Once it’s difficult to distinguish any professional uttering that doesn’t rely on a certain photographic look to document and disseminate artistic practice, an echo chamber of expectability becomes the norm. From students to gallerists, artist-run spaces to museums, all must showcase artwork fluent in the visual language of slick-looking exhibition views which so rigorously compete to fill social media, publications and other on-line strands. When so much of our art engagement is done through a screen, it makes sense that photography would overbear other means of production. Naturally, photographs are no longer just used in the traditional end of archiving but are now an integral part in thinking, making and exhibiting art. The photogenicity of a work/exhibition might not only be key in its critical, comercial or institutional success but has also become vital in its physical and conceptual genesis. This flattening of artistic practice is both a result of a greater access to technology and a foreshadowing imperative to endlessly feed social media. In the on-line paradigm where “sharing images is aliveness” and “not sharing images is death”, complexity, density and slowness can be opted out for more camera-friendly practices capable of delivering a steady stream of coherent imagery. Hence, in mindlessly crossing the bridge which links the virtuality and reality of exhibition-making, one might doomscroll time itself in a context precisely fit to linger, reflect and wonder. At this point, can we even cast away from this — in favour of more intrusive or weird methods of registering exhibitions or would it just stagnate the flow of image-economy which currently sustains so much of artistic production?

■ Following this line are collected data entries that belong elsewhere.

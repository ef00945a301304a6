//! dbcycle - scheduled database backup and restore cycles.
//!
//! Usage:
//!   dbcycle <config> run        Run the scheduler until Ctrl+C
//!   dbcycle <config> backup     Run backup targets once
//!   dbcycle <config> restore    Run restore targets once
//!   dbcycle <config> all        Run every backup, then every restore, once
//!   dbcycle <config> validate   Validate the configuration without running
//!   dbcycle <config> list       List schedules and targets

use clap::{Parser, Subcommand};
use dbcycle::{
    Clock, ConfigProvider, ConfigStore, DefaultExecutorFactory, EventBus, JobRunner, ScheduleName,
    Scheduler, Settings, SystemClock, TargetName, TracingHandler,
};
use std::path::{Path, PathBuf};
use std::sync::Arc;
use std::time::Duration;
use tracing::{error, info, warn};

/// dbcycle - scheduled database backup and restore cycles
#[derive(Parser)]
#[command(name = "dbcycle")]
#[command(author, version, about, long_about = None)]
struct Cli {
    /// Path to the YAML configuration file
    #[arg(value_name = "CONFIG")]
    config: PathBuf,

    #[command(subcommand)]
    command: Commands,
}

#[derive(Subcommand)]
enum Commands {
    /// Run the scheduler until Ctrl+C
    Run {
        /// Only run this schedule
        #[arg(short, long)]
        schedule: Option<String>,

        /// Scheduler tick interval in seconds (default: 1)
        #[arg(long, default_value = "1", value_parser = clap::value_parser!(u64).range(1..))]
        tick_interval: u64,

        /// Seconds to wait for running schedules on shutdown (default: 300)
        #[arg(long, default_value = "300")]
        shutdown_timeout: u64,
    },

    /// Run backup targets once (all of them unless --target is given)
    Backup {
        /// Backup target to run
        #[arg(short, long)]
        target: Option<String>,
    },

    /// Run restore targets once (all of them unless --target is given)
    Restore {
        /// Restore target to run
        #[arg(short, long)]
        target: Option<String>,
    },

    /// Run every backup target, then every restore target, once
    All,

    /// Validate the configuration without running
    Validate,

    /// List schedules and targets
    List,
}

#[tokio::main]
async fn main() -> Result<(), Box<dyn std::error::Error>> {
    // Initialize logging
    tracing_subscriber::fmt()
        .with_env_filter(
            tracing_subscriber::EnvFilter::from_default_env()
                .add_directive(tracing::Level::INFO.into()),
        )
        .init();

    let cli = Cli::parse();

    match cli.command {
        Commands::Run {
            schedule,
            tick_interval,
            shutdown_timeout,
        } => {
            run_scheduler(cli.config, schedule, tick_interval, shutdown_timeout).await?;
        }
        Commands::Backup { target } => {
            let (settings, runner) = direct_runner(&cli.config).await?;
            run_backups(&runner, selected(target, settings.backup_target_names())).await?;
        }
        Commands::Restore { target } => {
            let (settings, runner) = direct_runner(&cli.config).await?;
            run_restores(&runner, selected(target, settings.restore_target_names())).await?;
        }
        Commands::All => {
            let (settings, runner) = direct_runner(&cli.config).await?;
            let backups = run_backups(&runner, settings.backup_target_names()).await;
            let restores = run_restores(&runner, settings.restore_target_names()).await;
            backups?;
            restores?;
        }
        Commands::Validate => {
            validate_config(cli.config)?;
        }
        Commands::List => {
            list_config(cli.config)?;
        }
    }

    Ok(())
}

/// Event bus with the logging handler registered.
async fn logging_event_bus() -> Arc<EventBus> {
    let event_bus = Arc::new(EventBus::new());
    event_bus.register(Arc::new(TracingHandler::new())).await;
    event_bus
}

/// Run the scheduler until Ctrl+C.
async fn run_scheduler(
    config: PathBuf,
    schedule: Option<String>,
    tick_interval: u64,
    shutdown_timeout: u64,
) -> Result<(), Box<dyn std::error::Error>> {
    info!("Loading configuration from: {}", config.display());

    let settings = Settings::load(&config)?;
    warn_dangling(&settings);

    if settings.schedules().is_empty() {
        warn!("No schedules configured in {}", config.display());
        return Ok(());
    }

    if let Some(name) = &schedule
        && settings.schedule(&ScheduleName::new(name.as_str())).is_none()
    {
        error!("Schedule '{}' not found", name);
        return Err(format!("Schedule '{}' not found", name).into());
    }

    info!("Loaded {} schedule(s):", settings.schedules().len());
    for entry in settings.schedules() {
        info!(
            "  - {} ({} from {}): {} backup(s), {} restore(s)",
            entry.name(),
            entry.repeat(),
            entry.start_date(),
            entry.backup_targets().len(),
            entry.restore_targets().len()
        );
    }

    let store = Arc::new(ConfigStore::new(settings));
    let mut scheduler = Scheduler::new(store, Arc::new(DefaultExecutorFactory::new()))
        .with_shared_event_bus(logging_event_bus().await)
        .with_tick_interval(Duration::from_secs(tick_interval));

    if let Some(name) = schedule {
        scheduler = scheduler.with_only_schedules([name]);
    }

    info!("Starting scheduler (tick interval: {}s)...", tick_interval);
    info!("Press Ctrl+C to stop");

    let handle = scheduler.spawn();
    handle.start();

    tokio::signal::ctrl_c().await?;
    info!("Shutting down...");
    handle
        .shutdown(Duration::from_secs(shutdown_timeout))
        .await?;

    info!("Goodbye!");
    Ok(())
}

/// Job runner for direct target execution.
async fn direct_runner(
    config: &Path,
) -> Result<(Arc<Settings>, JobRunner), Box<dyn std::error::Error>> {
    let settings = Arc::new(Settings::load(config)?);
    let runner = JobRunner::new(
        settings.clone(),
        Arc::new(DefaultExecutorFactory::new()),
        logging_event_bus().await,
    );
    Ok((settings, runner))
}

/// Names to run: the requested one, or every configured one.
fn selected(requested: Option<String>, all: Vec<TargetName>) -> Vec<TargetName> {
    match requested {
        Some(name) => vec![TargetName::new(name)],
        None => all,
    }
}

async fn run_backups(
    runner: &JobRunner,
    names: Vec<TargetName>,
) -> Result<(), Box<dyn std::error::Error>> {
    let mut failed = 0;
    for name in &names {
        if !runner.run_backup(name).await?.success {
            failed += 1;
        }
    }
    finish("backup", names.len(), failed)
}

async fn run_restores(
    runner: &JobRunner,
    names: Vec<TargetName>,
) -> Result<(), Box<dyn std::error::Error>> {
    let mut failed = 0;
    for name in &names {
        if !runner.run_restore(name).await?.success {
            failed += 1;
        }
    }
    finish("restore", names.len(), failed)
}

fn finish(kind: &str, total: usize, failed: usize) -> Result<(), Box<dyn std::error::Error>> {
    if failed == 0 {
        info!("{} {} target(s) completed", total, kind);
        Ok(())
    } else {
        error!("{} of {} {} target(s) failed", failed, total, kind);
        Err(format!("{} of {} {} target(s) failed", failed, total, kind).into())
    }
}

fn warn_dangling(settings: &Settings) {
    for (schedule, operation, target) in settings.dangling_references() {
        warn!(
            "Schedule '{}' references unknown {} target '{}'",
            schedule, operation, target
        );
    }
}

/// Validate the configuration without running.
fn validate_config(config: PathBuf) -> Result<(), Box<dyn std::error::Error>> {
    info!("Validating configuration: {}", config.display());

    match Settings::load(&config) {
        Ok(settings) => {
            warn_dangling(&settings);
            info!(
                "Configuration is valid: {} schedule(s), {} backup target(s), {} restore target(s)",
                settings.schedules().len(),
                settings.backup_target_names().len(),
                settings.restore_target_names().len()
            );
            Ok(())
        }
        Err(e) => {
            error!("Validation failed: {}", e);
            Err(e.into())
        }
    }
}

/// List schedules and targets.
fn list_config(config: PathBuf) -> Result<(), Box<dyn std::error::Error>> {
    let settings = Settings::load(&config)?;
    let now = SystemClock.now();

    if settings.schedules().is_empty() {
        println!("No schedules in {}", config.display());
    } else {
        println!("Schedules in {}:", config.display());
        println!();
        for entry in settings.schedules() {
            println!("Name: {}", entry.name());
            println!("  Repeat: {}", entry.repeat());
            println!("  Start: {}", entry.start_date());
            println!("  Next run: {}", entry.next_execute_date(now));
            for target in entry.backup_targets() {
                println!("    - backup {}", target);
            }
            for target in entry.restore_targets() {
                println!("    - restore {}", target);
            }
            println!();
        }
    }

    println!("Backup targets:");
    for name in settings.backup_target_names() {
        println!("  - {}", name);
    }
    println!("Restore targets:");
    for name in settings.restore_target_names() {
        println!("  - {}", name);
    }

    Ok(())
}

Maria Netter (*1917 Berlin, †1982 Basel) was an influential art critic who operated mostly around the German-speaking regions of Switzerland. Throughout her writing career she kept the habit of almost always illustrating her magazine reviews with photographs she took herself. Excluding cameramen wasn’t a matter of budgets nor logistics; Netter – a self-taught photographer – was seldom seen without her Leica M3 compact camera. Indeed, her passion for photography is evident in the 2,000-odd rolls of film and contact prints which compile her photographic estate at SIK-ISEA. In her archive we find a thorough account of the many local and visiting artists, curators, gallerists and collectors that constituted a lively fraction of the Swiss art scene during the ‘50s, ’60s and ‘70s. Although the historical significance of such pictures is undeniable, let’s actually focus on the photos Netter took where no one is portrayed:
The installation views of Netter were made without any special apparatus – no tripod, no flash, no diffuser – and needless to say, taken with B&W film long before Photoshop. They might appear hasty or even amateurish, especially to a desensitised eye accustomed to the “professional” look of contemporary art documentation, but I would argue they were merely done in a subsidiary fashion. Acts performed in divided attention as if when the shutter button was pressed, the focus was really on experiencing the exhibition itself and not on camera work. Like the doodles made while on the phone, they’re candid remnants left behind by someone busy in deep thinking and processing. These snapshots of sculptures, paintings, museum architecture and displays go beyond their intrinsic historical value and unequivocally become exercises in shape, rhythm and composition. Of course this process is a flattening of several works of art, but doing it in such an intuitive manner reveals the intimacy behind the lens – it humanises presence in space and doesn’t promote a fantasised drone-like reading of space.
Netter was clearly at ease in these exhibitions and that translates in just the right amount of mystery, groundedness and presence. In being earnest and not contrived, they end up being closer to life than the enhanced depictions we usually find in exhibition photography. The hurdle then lies in what intentions should we be after while photographing exhibitions – are we trying for reality or something else? Is veracity being measured up against the experience of exhibitions, or their distribution as image? Netter’s exhibition views unwittingly achieved an in-between: they serve the purpose of documentation and they are also standalone images that catch the fleeting atmosphere of said exhibitions. Ultimately, they’re not “documentation” but rather “exhibition sightings”. If photography as a tool isn’t utilised to encapsulate that feeling of witnessing something rare that will soon expire, is it even being used correctly?